_Work to be completed_:
Search the entries for the string "DateTime" and give the number of lines that hold it, nothing more.

(Collected data entries)

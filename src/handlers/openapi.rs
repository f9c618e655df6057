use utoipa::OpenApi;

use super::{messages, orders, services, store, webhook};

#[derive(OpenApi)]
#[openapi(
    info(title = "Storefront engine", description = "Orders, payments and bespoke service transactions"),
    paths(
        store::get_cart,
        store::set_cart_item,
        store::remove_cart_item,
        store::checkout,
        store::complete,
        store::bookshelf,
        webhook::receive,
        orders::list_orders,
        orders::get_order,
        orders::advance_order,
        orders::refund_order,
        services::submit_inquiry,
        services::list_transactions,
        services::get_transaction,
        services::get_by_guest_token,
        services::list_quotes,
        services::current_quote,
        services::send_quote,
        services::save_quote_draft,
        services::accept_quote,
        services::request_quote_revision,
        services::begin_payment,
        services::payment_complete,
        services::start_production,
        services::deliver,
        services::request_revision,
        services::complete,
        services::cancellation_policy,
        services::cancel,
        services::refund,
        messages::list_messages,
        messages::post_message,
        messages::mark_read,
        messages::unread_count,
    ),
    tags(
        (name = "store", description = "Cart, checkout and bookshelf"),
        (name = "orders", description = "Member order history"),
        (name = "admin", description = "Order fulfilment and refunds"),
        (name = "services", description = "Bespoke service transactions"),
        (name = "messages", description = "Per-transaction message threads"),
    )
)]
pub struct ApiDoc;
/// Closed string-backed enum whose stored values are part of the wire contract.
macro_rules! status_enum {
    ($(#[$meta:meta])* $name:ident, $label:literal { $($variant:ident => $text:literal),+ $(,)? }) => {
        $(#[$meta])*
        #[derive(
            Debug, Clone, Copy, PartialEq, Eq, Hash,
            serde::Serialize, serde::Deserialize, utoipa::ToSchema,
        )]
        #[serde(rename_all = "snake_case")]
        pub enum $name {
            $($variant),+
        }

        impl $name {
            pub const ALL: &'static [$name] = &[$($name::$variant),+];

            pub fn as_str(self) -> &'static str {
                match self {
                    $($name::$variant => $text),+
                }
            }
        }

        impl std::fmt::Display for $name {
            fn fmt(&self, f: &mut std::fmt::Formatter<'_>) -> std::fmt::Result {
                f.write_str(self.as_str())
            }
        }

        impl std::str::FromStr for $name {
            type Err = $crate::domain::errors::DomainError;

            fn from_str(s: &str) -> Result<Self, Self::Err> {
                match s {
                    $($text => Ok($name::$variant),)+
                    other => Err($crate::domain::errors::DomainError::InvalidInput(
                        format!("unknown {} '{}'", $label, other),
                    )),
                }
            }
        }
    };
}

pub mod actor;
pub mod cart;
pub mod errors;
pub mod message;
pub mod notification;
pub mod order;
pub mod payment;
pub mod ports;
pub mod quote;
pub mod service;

--

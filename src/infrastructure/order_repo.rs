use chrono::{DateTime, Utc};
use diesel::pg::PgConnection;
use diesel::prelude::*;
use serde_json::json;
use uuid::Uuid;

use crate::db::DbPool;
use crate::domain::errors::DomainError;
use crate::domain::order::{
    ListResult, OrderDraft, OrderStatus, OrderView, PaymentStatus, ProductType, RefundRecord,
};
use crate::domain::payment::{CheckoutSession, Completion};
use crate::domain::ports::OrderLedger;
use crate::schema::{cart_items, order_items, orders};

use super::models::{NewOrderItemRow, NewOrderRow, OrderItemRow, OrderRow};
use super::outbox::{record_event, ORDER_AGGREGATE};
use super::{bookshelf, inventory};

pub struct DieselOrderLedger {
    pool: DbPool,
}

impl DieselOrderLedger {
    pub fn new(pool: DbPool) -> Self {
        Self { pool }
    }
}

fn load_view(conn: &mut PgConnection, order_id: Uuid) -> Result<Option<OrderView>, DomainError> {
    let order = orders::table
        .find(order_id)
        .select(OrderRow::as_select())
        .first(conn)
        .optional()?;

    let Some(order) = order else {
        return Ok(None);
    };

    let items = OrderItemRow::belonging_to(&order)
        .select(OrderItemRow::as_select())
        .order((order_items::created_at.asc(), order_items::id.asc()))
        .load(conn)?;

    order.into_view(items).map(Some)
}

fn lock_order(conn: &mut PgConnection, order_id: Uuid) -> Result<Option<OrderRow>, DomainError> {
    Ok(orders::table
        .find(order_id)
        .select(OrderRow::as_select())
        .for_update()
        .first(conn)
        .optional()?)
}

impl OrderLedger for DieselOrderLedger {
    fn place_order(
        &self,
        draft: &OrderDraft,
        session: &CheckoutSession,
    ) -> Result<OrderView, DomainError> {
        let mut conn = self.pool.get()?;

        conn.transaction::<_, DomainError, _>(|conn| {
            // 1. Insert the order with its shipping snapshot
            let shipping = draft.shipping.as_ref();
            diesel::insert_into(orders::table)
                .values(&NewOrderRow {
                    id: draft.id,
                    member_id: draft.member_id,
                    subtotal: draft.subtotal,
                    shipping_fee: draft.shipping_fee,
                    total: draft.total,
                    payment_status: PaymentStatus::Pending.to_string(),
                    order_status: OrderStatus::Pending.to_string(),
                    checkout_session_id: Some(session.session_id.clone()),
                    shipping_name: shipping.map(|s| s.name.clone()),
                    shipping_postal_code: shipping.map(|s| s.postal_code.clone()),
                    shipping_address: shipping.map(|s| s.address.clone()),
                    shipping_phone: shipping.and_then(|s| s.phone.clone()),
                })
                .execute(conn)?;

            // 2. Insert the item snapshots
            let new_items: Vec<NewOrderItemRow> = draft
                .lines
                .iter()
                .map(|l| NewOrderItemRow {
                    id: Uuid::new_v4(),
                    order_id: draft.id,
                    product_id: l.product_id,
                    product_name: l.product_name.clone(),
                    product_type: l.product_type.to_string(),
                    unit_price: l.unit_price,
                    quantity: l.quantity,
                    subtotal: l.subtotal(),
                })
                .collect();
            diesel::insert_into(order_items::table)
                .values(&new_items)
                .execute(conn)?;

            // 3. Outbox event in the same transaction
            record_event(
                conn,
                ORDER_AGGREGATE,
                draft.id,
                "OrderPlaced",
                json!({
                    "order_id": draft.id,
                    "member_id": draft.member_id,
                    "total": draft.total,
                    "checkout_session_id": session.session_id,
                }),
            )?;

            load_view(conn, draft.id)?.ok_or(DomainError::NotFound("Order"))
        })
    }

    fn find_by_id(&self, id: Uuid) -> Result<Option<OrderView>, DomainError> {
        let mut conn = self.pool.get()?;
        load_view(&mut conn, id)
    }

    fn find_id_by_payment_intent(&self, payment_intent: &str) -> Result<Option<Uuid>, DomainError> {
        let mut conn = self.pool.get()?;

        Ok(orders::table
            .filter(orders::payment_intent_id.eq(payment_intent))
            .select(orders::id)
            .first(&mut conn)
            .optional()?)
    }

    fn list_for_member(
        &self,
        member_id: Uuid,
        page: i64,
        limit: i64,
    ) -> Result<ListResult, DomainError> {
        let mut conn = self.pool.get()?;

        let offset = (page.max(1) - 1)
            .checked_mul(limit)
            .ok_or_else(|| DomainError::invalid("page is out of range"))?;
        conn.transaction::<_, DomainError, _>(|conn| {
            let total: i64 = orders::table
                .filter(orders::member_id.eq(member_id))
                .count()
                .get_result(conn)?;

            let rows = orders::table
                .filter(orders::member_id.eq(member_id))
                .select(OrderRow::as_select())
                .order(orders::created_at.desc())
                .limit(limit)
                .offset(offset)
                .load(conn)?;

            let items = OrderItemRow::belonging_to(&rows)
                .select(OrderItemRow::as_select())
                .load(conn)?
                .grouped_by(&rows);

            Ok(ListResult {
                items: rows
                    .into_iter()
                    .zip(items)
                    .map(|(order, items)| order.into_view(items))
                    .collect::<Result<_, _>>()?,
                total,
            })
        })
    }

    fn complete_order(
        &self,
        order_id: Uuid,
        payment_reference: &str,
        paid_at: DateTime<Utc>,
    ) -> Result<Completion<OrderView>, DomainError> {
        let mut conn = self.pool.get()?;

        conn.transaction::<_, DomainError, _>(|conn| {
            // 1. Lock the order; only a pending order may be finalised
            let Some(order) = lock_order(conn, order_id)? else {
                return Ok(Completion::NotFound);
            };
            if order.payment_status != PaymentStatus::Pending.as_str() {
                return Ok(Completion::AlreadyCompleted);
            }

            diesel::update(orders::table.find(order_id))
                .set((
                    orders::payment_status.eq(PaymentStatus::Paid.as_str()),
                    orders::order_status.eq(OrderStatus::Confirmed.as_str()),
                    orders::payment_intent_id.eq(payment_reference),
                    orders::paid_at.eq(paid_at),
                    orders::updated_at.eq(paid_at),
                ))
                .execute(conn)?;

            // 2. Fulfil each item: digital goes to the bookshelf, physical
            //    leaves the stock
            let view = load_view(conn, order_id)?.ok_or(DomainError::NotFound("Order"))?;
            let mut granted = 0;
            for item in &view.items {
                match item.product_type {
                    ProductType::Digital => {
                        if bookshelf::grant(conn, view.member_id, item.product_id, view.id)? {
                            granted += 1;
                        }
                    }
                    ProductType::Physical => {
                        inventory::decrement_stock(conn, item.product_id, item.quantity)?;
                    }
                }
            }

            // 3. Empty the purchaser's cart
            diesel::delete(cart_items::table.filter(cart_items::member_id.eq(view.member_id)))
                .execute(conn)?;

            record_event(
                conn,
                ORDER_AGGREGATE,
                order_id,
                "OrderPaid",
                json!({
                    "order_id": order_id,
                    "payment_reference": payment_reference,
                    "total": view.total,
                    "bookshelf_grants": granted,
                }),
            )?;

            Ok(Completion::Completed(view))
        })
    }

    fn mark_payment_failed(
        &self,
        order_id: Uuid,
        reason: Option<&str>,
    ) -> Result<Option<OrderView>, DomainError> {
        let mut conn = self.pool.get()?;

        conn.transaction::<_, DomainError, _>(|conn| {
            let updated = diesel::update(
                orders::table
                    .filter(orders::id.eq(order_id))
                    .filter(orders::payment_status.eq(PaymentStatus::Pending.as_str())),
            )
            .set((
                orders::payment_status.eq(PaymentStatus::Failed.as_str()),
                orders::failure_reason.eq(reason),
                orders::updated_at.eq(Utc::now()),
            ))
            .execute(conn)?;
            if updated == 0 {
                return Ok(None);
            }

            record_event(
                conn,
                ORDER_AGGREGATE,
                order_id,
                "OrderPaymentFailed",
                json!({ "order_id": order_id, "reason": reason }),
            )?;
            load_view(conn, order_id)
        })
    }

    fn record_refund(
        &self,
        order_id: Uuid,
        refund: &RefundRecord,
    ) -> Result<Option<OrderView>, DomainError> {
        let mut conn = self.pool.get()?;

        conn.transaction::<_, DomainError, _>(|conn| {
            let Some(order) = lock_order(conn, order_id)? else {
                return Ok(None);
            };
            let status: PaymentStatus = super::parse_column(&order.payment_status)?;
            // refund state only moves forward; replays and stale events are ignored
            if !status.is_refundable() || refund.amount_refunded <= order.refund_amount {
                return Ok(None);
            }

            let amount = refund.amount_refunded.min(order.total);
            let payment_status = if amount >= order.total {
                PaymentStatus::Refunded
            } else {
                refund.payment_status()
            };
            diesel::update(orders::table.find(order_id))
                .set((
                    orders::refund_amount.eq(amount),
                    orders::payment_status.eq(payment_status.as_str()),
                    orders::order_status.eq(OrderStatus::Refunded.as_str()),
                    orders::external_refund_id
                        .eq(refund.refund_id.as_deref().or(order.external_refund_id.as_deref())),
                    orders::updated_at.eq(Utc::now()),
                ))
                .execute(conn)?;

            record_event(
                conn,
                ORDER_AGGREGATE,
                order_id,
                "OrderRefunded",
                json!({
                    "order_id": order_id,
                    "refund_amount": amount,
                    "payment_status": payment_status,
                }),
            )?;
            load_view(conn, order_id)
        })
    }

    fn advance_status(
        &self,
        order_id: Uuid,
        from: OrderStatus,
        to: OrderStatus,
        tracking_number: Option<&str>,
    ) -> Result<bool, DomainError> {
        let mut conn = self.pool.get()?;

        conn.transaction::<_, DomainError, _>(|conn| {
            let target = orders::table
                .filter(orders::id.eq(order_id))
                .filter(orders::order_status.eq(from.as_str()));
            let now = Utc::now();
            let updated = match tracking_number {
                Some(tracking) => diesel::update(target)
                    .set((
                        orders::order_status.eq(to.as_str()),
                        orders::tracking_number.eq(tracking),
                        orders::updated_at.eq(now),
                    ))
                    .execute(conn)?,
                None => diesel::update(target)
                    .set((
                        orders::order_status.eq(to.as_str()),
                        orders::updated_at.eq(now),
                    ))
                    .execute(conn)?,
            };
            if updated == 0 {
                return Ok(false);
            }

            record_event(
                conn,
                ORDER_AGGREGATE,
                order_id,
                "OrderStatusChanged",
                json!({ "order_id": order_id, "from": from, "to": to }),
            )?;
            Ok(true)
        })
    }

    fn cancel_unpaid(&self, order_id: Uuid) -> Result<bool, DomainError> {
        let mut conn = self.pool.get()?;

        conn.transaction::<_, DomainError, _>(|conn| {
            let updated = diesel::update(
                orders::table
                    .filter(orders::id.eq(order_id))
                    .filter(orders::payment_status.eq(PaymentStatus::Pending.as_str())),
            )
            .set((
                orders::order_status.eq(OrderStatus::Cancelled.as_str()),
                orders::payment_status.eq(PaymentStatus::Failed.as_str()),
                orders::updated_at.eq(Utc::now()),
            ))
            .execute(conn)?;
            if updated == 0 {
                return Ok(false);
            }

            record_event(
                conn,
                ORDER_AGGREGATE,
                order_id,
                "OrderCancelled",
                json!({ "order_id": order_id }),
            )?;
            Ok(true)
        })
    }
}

_Output for this task_:
2